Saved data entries
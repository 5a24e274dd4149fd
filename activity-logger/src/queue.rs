//! FIFO of records awaiting dispatch.

use std::collections::VecDeque;
use std::sync::{Mutex, MutexGuard, PoisonError};

use tokio::sync::{Mutex as AsyncMutex, MutexGuard as AsyncMutexGuard};

/// A queue whose drain step is atomic with respect to pushes.
///
/// The item lock is only held for in-memory operations, never across an
/// `.await`, so enqueueing is never blocked by an in-flight dispatch. The
/// separate flush lock is held for a whole take, dispatch, requeue cycle so
/// at most one batch per queue is in flight.
#[derive(Debug)]
pub struct BatchQueue<T> {
    items: Mutex<VecDeque<T>>,
    flushing: AsyncMutex<()>,
}

impl<T> BatchQueue<T> {
    pub fn new() -> Self {
        Self {
            items: Mutex::new(VecDeque::new()),
            flushing: AsyncMutex::new(()),
        }
    }

    /// Wait for any in-flight flush of this queue, then claim the queue.
    pub async fn flush_lock(&self) -> AsyncMutexGuard<'_, ()> {
        self.flushing.lock().await
    }

    /// Claim the queue for flushing unless a flush is already in flight.
    pub fn try_flush_lock(&self) -> Option<AsyncMutexGuard<'_, ()>> {
        self.flushing.try_lock().ok()
    }

    fn lock(&self) -> MutexGuard<'_, VecDeque<T>> {
        self.items.lock().unwrap_or_else(PoisonError::into_inner)
    }

    /// Append and return the new length.
    pub fn push(&self, item: T) -> usize {
        let mut items = self.lock();
        items.push_back(item);
        items.len()
    }

    /// Remove up to `max` items from the front.
    pub fn take_batch(&self, max: usize) -> Vec<T> {
        let mut items = self.lock();
        let n = max.min(items.len());
        items.drain(..n).collect()
    }

    /// Put a batch back at the front, keeping its relative order.
    pub fn requeue_front(&self, batch: Vec<T>) {
        let mut items = self.lock();
        for item in batch.into_iter().rev() {
            items.push_front(item);
        }
    }

    pub fn len(&self) -> usize {
        self.lock().len()
    }

    pub fn is_empty(&self) -> bool {
        self.lock().is_empty()
    }
}

impl<T: Clone> BatchQueue<T> {
    pub fn snapshot(&self) -> Vec<T> {
        self.lock().iter().cloned().collect()
    }
}

impl<T> Default for BatchQueue<T> {
    fn default() -> Self {
        Self::new()
    }
}
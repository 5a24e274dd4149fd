//! Scripted in-memory transport for tests.

use std::collections::{HashMap, VecDeque};
use std::sync::Mutex;

use async_trait::async_trait;
use serde_json::Value;
use tokio::time::Instant;

use crate::http::{Transport, TransportResponse};
use crate::{Error, Result};

#[derive(Debug, Clone, Copy)]
enum Reply {
    Status(u16),
    Network,
}

#[derive(Debug, Clone)]
pub struct RecordedRequest {
    pub url: String,
    pub bearer: String,
    pub body: Value,
    pub at: Instant,
}

#[derive(Default)]
struct State {
    scripts: HashMap<String, VecDeque<Reply>>,
    defaults: HashMap<String, Reply>,
    bodies: HashMap<String, String>,
    requests: Vec<RecordedRequest>,
}

/// Replays queued statuses per URL, then falls back to a per-URL default
/// (200 unless overridden). Every request is recorded.
#[derive(Default)]
pub struct ScriptedTransport {
    state: Mutex<State>,
}

impl ScriptedTransport {
    pub fn new() -> Self {
        Self::default()
    }

    pub fn script(&self, url: &str, statuses: impl IntoIterator<Item = u16>) {
        let mut state = self.state.lock().unwrap();
        state
            .scripts
            .entry(url.to_string())
            .or_default()
            .extend(statuses.into_iter().map(Reply::Status));
    }

    pub fn set_default(&self, url: &str, status: u16) {
        let mut state = self.state.lock().unwrap();
        state.defaults.insert(url.to_string(), Reply::Status(status));
    }

    pub fn fail_network(&self, url: &str) {
        let mut state = self.state.lock().unwrap();
        state.defaults.insert(url.to_string(), Reply::Network);
    }

    pub fn set_body(&self, url: &str, body: &str) {
        let mut state = self.state.lock().unwrap();
        state.bodies.insert(url.to_string(), body.to_string());
    }

    pub fn requests(&self, url: &str) -> Vec<RecordedRequest> {
        let state = self.state.lock().unwrap();
        state.requests.iter().filter(|r| r.url == url).cloned().collect()
    }

    pub fn all_requests(&self) -> Vec<RecordedRequest> {
        self.state.lock().unwrap().requests.clone()
    }

    pub fn request_count(&self, url: &str) -> usize {
        self.requests(url).len()
    }

    pub fn request_times(&self, url: &str) -> Vec<Instant> {
        self.requests(url).into_iter().map(|r| r.at).collect()
    }
}

#[async_trait]
impl Transport for ScriptedTransport {
    async fn post_json(&self, url: &str, bearer: &str, body: &Value) -> Result<TransportResponse> {
        let mut state = self.state.lock().unwrap();
        state.requests.push(RecordedRequest {
            url: url.to_string(),
            bearer: bearer.to_string(),
            body: body.clone(),
            at: Instant::now(),
        });

        let scripted = state.scripts.get_mut(url).and_then(|queue| queue.pop_front());
        let reply = scripted
            .or_else(|| state.defaults.get(url).copied())
            .unwrap_or(Reply::Status(200));

        match reply {
            Reply::Status(status) => Ok(TransportResponse {
                status,
                body: state.bodies.get(url).cloned().unwrap_or_else(|| "{}".to_string()),
            }),
            Reply::Network => Err(Error::Network(format!("POST {} failed: connection refused", url))),
        }
    }
}
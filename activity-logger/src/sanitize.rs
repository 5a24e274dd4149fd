//! PII stripping and length limits applied before events are queued.

use serde_json::Value;

use crate::models::Metadata;

/// Metadata keys containing any of these (case-insensitive) are removed.
pub const PII_DENYLIST: [&str; 8] = [
    "email", "name", "phone", "ssn", "password", "token", "key", "secret",
];

/// Longest string kept in metadata, marker included.
pub const MAX_METADATA_STRING: usize = 1000;

/// Longest error stack kept, marker included.
pub const MAX_STACK_LENGTH: usize = 5000;

const TRUNCATION_MARKER: &str = "...";

/// Drop denylisted keys and truncate strings, at every nesting depth.
pub fn sanitize_metadata(metadata: Metadata) -> Metadata {
    metadata
        .into_iter()
        .filter(|(key, _)| !is_pii_key(key))
        .map(|(key, value)| (key, sanitize_value(value)))
        .collect()
}

fn sanitize_value(value: Value) -> Value {
    match value {
        Value::String(s) => Value::String(truncate(&s, MAX_METADATA_STRING)),
        Value::Object(map) => Value::Object(sanitize_metadata(map)),
        Value::Array(items) => Value::Array(items.into_iter().map(sanitize_value).collect()),
        other => other,
    }
}

pub fn is_pii_key(key: &str) -> bool {
    let lowered = key.to_lowercase();
    PII_DENYLIST.iter().any(|needle| lowered.contains(needle))
}

/// Cut `s` to at most `max` characters, ending in `...` when shortened.
pub fn truncate(s: &str, max: usize) -> String {
    if s.chars().count() <= max {
        return s.to_string();
    }
    let keep = max.saturating_sub(TRUNCATION_MARKER.len());
    let mut out: String = s.chars().take(keep).collect();
    out.push_str(TRUNCATION_MARKER);
    out
}

pub fn truncate_stack(stack: &str) -> String {
    truncate(stack, MAX_STACK_LENGTH)
}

> _What the exercise asks_:
Your response must consist of all the records, retyped exactly.

> _Completed exercise_:
repository 5a24e274dd4149fd
filename activity-logger/src/queue.rs
//! FIFO of records awaiting dispatch.

use std::collections::VecDeque;
use std::sync::{Mutex, MutexGuard, PoisonError};

use tokio::sync::{Mutex as AsyncMutex, MutexGuard as AsyncMutexGuard};

/// A queue whose drain step is atomic with respect to pushes.
///
/// The item lock is only held for in-memory operations, never across an
/// `.await`, so enqueueing is never blocked by an in-flight dispatch. The
/// separate flush lock is held for a whole take, dispatch, requeue cycle so
/// at most one batch per queue is in flight.
#[derive(Debug)]
pub struct BatchQueue<T> {
    items: Mutex<VecDeque<T>>,
    flushing: AsyncMutex<()>,
}

impl<T> BatchQueue<T> {
    pub fn new() -> Self {
        Self {
            items: Mutex::new(VecDeque::new()),
            flushing: AsyncMutex::new(()),
        }
    }

    /// Wait for any in-flight flush of this queue, then claim the queue.
    pub async fn flush_lock(&self) -> AsyncMutexGuard<'_, ()> {
        self.flushing.lock().await
    }

    /// Claim the queue for flushing unless a flush is already in flight.
    pub fn try_flush_lock(&self) -> Option<AsyncMutexGuard<'_, ()>> {
        self.flushing.try_lock().ok()
    }

    fn lock(&self) -> MutexGuard<'_, VecDeque<T>> {
        self.items.lock().unwrap_or_else(PoisonError::into_inner)
    }

    /// Append and return the new length.
    pub fn push(&self, item: T) -> usize {
        let mut items = self.lock();
        items.push_back(item);
        items.len()
    }

    /// Remove up to `max` items from the front.
    pub fn take_batch(&self, max: usize) -> Vec<T> {
        let mut items = self.lock();
        let n = max.min(items.len());
        items.drain(..n).collect()
    }

    /// Put a batch back at the front, keeping its relative order.
    pub fn requeue_front(&self, batch: Vec<T>) {
        let mut items = self.lock();
        for item in batch.into_iter().rev() {
            items.push_front(item);
        }
    }

    pub fn len(&self) -> usize {
        self.lock().len()
    }

    pub fn is_empty(&self) -> bool {
        self.lock().is_empty()
    }
}

impl<T: Clone> BatchQueue<T> {
    pub fn snapshot(&self) -> Vec<T> {
        self.lock().iter().cloned().collect()
    }
}

impl<T> Default for BatchQueue<T> {
    fn default() -> Self {
        Self::new()
    }
}
repository 5a24e274dd4149fd
//! Scripted in-memory transport for tests.

use std::collections::{HashMap, VecDeque};
use std::sync::Mutex;

use async_trait::async_trait;
use serde_json::Value;
use tokio::time::Instant;

use crate::http::{Transport, TransportResponse};
use crate::{Error, Result};

#[derive(Debug, Clone, Copy)]
enum Reply {
    Status(u16),
    Network,
}

#[derive(Debug, Clone)]
pub struct RecordedRequest {
    pub url: String,
    pub bearer: String,
    pub body: Value,
    pub at: Instant,
}

#[derive(Default)]
struct State {
    scripts: HashMap<String, VecDeque<Reply>>,
    defaults: HashMap<String, Reply>,
    bodies: HashMap<String, String>,
    requests: Vec<RecordedRequest>,
}

/// Replays queued statuses per URL, then falls back to a per-URL default
/// (200 unless overridden). Every request is recorded.
#[derive(Default)]
pub struct ScriptedTransport {
    state: Mutex<State>,
}

impl ScriptedTransport {
    pub fn new() -> Self {
        Self::default()
    }

    pub fn script(&self, url: &str, statuses: impl IntoIterator<Item = u16>) {
        let mut state = self.state.lock().unwrap();
        state
            .scripts
            .entry(url.to_string())
            .or_default()
            .extend(statuses.into_iter().map(Reply::Status));
    }

    pub fn set_default(&self, url: &str, status: u16) {
        let mut state = self.state.lock().unwrap();
        state.defaults.insert(url.to_string(), Reply::Status(status));
    }

    pub fn fail_network(&self, url: &str) {
        let mut state = self.state.lock().unwrap();
        state.defaults.insert(url.to_string(), Reply::Network);
    }

    pub fn set_body(&self, url: &str, body: &str) {
        let mut state = self.state.lock().unwrap();
        state.bodies.insert(url.to_string(), body.to_string());
    }

    pub fn requests(&self, url: &str) -> Vec<RecordedRequest> {
        let state = self.state.lock().unwrap();
        state.requests.iter().filter(|r| r.url == url).cloned().collect()
    }

    pub fn all_requests(&self) -> Vec<RecordedRequest> {
        self.state.lock().unwrap().requests.clone()
    }

    pub fn request_count(&self, url: &str) -> usize {
        self.requests(url).len()
    }

    pub fn request_times(&self, url: &str) -> Vec<Instant> {
        self.requests(url).into_iter().map(|r| r.at).collect()
    }
}

#[async_trait]
impl Transport for ScriptedTransport {
    async fn post_json(&self, url: &str, bearer: &str, body: &Value) -> Result<TransportResponse> {
        let mut state = self.state.lock().unwrap();
        state.requests.push(RecordedRequest {
            url: url.to_string(),
            bearer: bearer.to_string(),
            body: body.clone(),
            at: Instant::now(),
        });

        let scripted = state.scripts.get_mut(url).and_then(|queue| queue.pop_front());
        let reply = scripted
            .or_else(|| state.defaults.get(url).copied())
            .unwrap_or(Reply::Status(200));

        match reply {
            Reply::Status(status) => Ok(TransportResponse {
                status,
                body: state.bodies.get(url).cloned().unwrap_or_else(|| "{}".to_string()),
            }),
            Reply::Network => Err(Error::Network(format!("POST {} failed: connection refused", url))),
        }
    }
}
filename activity-logger/src/sanitize.rs
repository 5a24e274dd4149fd
//! PII stripping and length limits applied before events are queued.

use serde_json::Value;

use crate::models::Metadata;

/// Metadata keys containing any of these (case-insensitive) are removed.
pub const PII_DENYLIST: [&str; 8] = [
    "email", "name", "phone", "ssn", "password", "token", "key", "secret",
];

/// Longest string kept in metadata, marker included.
pub const MAX_METADATA_STRING: usize = 1000;

/// Longest error stack kept, marker included.
pub const MAX_STACK_LENGTH: usize = 5000;

const TRUNCATION_MARKER: &str = "...";

/// Drop denylisted keys and truncate strings, at every nesting depth.
pub fn sanitize_metadata(metadata: Metadata) -> Metadata {
    metadata
        .into_iter()
        .filter(|(key, _)| !is_pii_key(key))
        .map(|(key, value)| (key, sanitize_value(value)))
        .collect()
}

fn sanitize_value(value: Value) -> Value {
    match value {
        Value::String(s) => Value::String(truncate(&s, MAX_METADATA_STRING)),
        Value::Object(map) => Value::Object(sanitize_metadata(map)),
        Value::Array(items) => Value::Array(items.into_iter().map(sanitize_value).collect()),
        other => other,
    }
}

pub fn is_pii_key(key: &str) -> bool {
    let lowered = key.to_lowercase();
    PII_DENYLIST.iter().any(|needle| lowered.contains(needle))
}

/// Cut `s` to at most `max` characters, ending in `...` when shortened.
pub fn truncate(s: &str, max: usize) -> String {
    if s.chars().count() <= max {
        return s.to_string();
    }
    let keep = max.saturating_sub(TRUNCATION_MARKER.len());
    let mut out: String = s.chars().take(keep).collect();
    out.push_str(TRUNCATION_MARKER);
    out
}

pub fn truncate_stack(stack: &str) -> String {
    truncate(stack, MAX_STACK_LENGTH)
}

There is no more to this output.